Islamic Republic of America: Part 5

Prayers for the Assassin

“I certainly hope I’m writing fiction, rather than prophecy...”

The words of Robert Ferrigno, author of the hands-down most important work of fiction in our estimation this year, Prayers for the Assassin (Scribner, 2006). We promised we’d review it here, only to discover that for once the old Roscoe—ordinarily nothing if not prescient—has been a little slow on the draw on this one. So instead, let’s play catch-up on this blockbuster that’s been out since February, hitting some highlights.

Ferrigno, author of eight other well-received crime novels, has broken with his own genre to produce this dystopic picture of America in 2040 as an Islamic republic, the Islamic States of America. Our take: Extraordinarily well conceived, written and executed, especially for a concept with such a high aim. This guy’s got a keen eye, excellent sensibilities and a wicked sense of humor (particularly appealing to Roscoe). We agree with the Philadelphia Inquirer: If you read just one book this year, let it be this one

The basic plot line involves a hunt for a missing damsel named Sarah who knows the real truth behind suitcase-nuke attacks that left Washington, New York and Mecca in radioactive ruins and was blamed on the Jews. The hero is a disaffected Muslim feyadeen named Rakkim, who is tracking Sarah while being pitted against a pathological assassin named Darwin, who would be right at home in a Dean Koontz novel.
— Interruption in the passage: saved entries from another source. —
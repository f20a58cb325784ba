//! hostjs: expose host objects, functions and classes to an embedded
//! script engine
//!
//! The engine only understands native callbacks keyed by an integer. This
//! crate bridges that gap:
//!
//! - [`handle`]: per-context store mapping integer IDs to host values
//! - [`registry`]: process-wide maps from engine tokens back to host
//!   contexts/runtimes, and from constructors to their class IDs
//! - [`class`]: [`ClassBuilder`], the native trampolines and instance
//!   binding
//! - [`reflect`]: binding a struct as a class from its [`Reflect`]
//!   description
//! - [`Runtime`], [`Context`], [`Value`] and the [`IntoJs`] / [`FromJs`]
//!   conversions
//!
//! # Example
//!
//! ```ignore
//! use hostjs::{ClassBuilder, Context, HostObject, Runtime, Value};
//!
//! struct Point { x: f64, y: f64 }
//! impl HostObject for Point {}
//!
//! let rt = Runtime::new();
//! let ctx = rt.new_context()?;
//! let point = ClassBuilder::new("Point")
//!     .constructor(|_ctx: &Context, _this: &Value, args: &[Value]| {
//!         Ok(Point { x: args[0].to_f64()?, y: args[1].to_f64()? })
//!     })
//!     .method("norm", |_ctx: &Context, this: &Value, _args: &[Value]| {
//!         this.with_bound(|p: &mut Point| (p.x * p.x + p.y * p.y).sqrt())
//!     })
//!     .build(&ctx)?;
//!
//! let p = point.constructor.construct(&[ctx.int(3), ctx.int(4)])?;
//! assert_eq!(p.call_method("norm", &[])?.to_f64()?, 5.0);
//! ```

extern crate self as hostjs;

pub mod class;
pub mod context;
pub mod convert;
pub mod error;
pub mod handle;
pub mod reflect;
pub mod registry;
pub mod runtime;
pub mod value;

pub use class::{
    getter, setter, BoundObject, BuiltClass, ClassBuilder, ConstructorFn, GetterFn, HostEntry,
    HostObject, MethodFn, PropertyValue, SetterFn,
};
pub use context::Context;
pub use convert::{FromJs, IntoJs};
pub use error::{CallbackKind, Error, MemberScope, Result};
pub use handle::{HandleId, HandleStore};
pub use reflect::{plan, FieldInfo, Member, MethodInfo, Reflect, ReflectOptions};
pub use registry::class_id_of;
pub use runtime::{BindingMode, InterruptFn, Runtime, RuntimeOptions};
pub use value::Value;

pub use hostjs_engine::{ClassId, ErrorKind, PropertyFlags};
pub use hostjs_macros::Reflect;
This kind of story could easily descend into purple pot-boiler prose, but not in Ferrigno’s hands, who handles it all like a master. By his own account, he spent two years researching the subject of radical Islam—and it shows. National Review Online’s John J. Miller put it this way:

This, in fact, may be the chief reward of the book: The creation of an alternate reality that abides by a set of internally consistent rules as well as a place that reminds us of what’s at stake in the war on terror. In Ferrigno’s future, the Superbowl is played at Khomeini Stadium, cab drivers have Osama and Zarqawi emblems dangling from their rearview mirrors, LAX is called Bin Laden International, Jews try to escape to Canada on a 21st-century version of the Underground Railroad, Disneyland is a slum overtaken by prostitutes, and radical Muslims have tried to blow up Mt. Rushmore just as the Taliban destroyed the Bamiyan Buddhas in Afghanistan.

This is a rich venue. Scribner reportedly shelled out some big bucks for an avant garde promotional campaign geared to blogs and the Internet, including a Prayers for the Assassin Web site that one could get lost in for a long time. More about all of this later.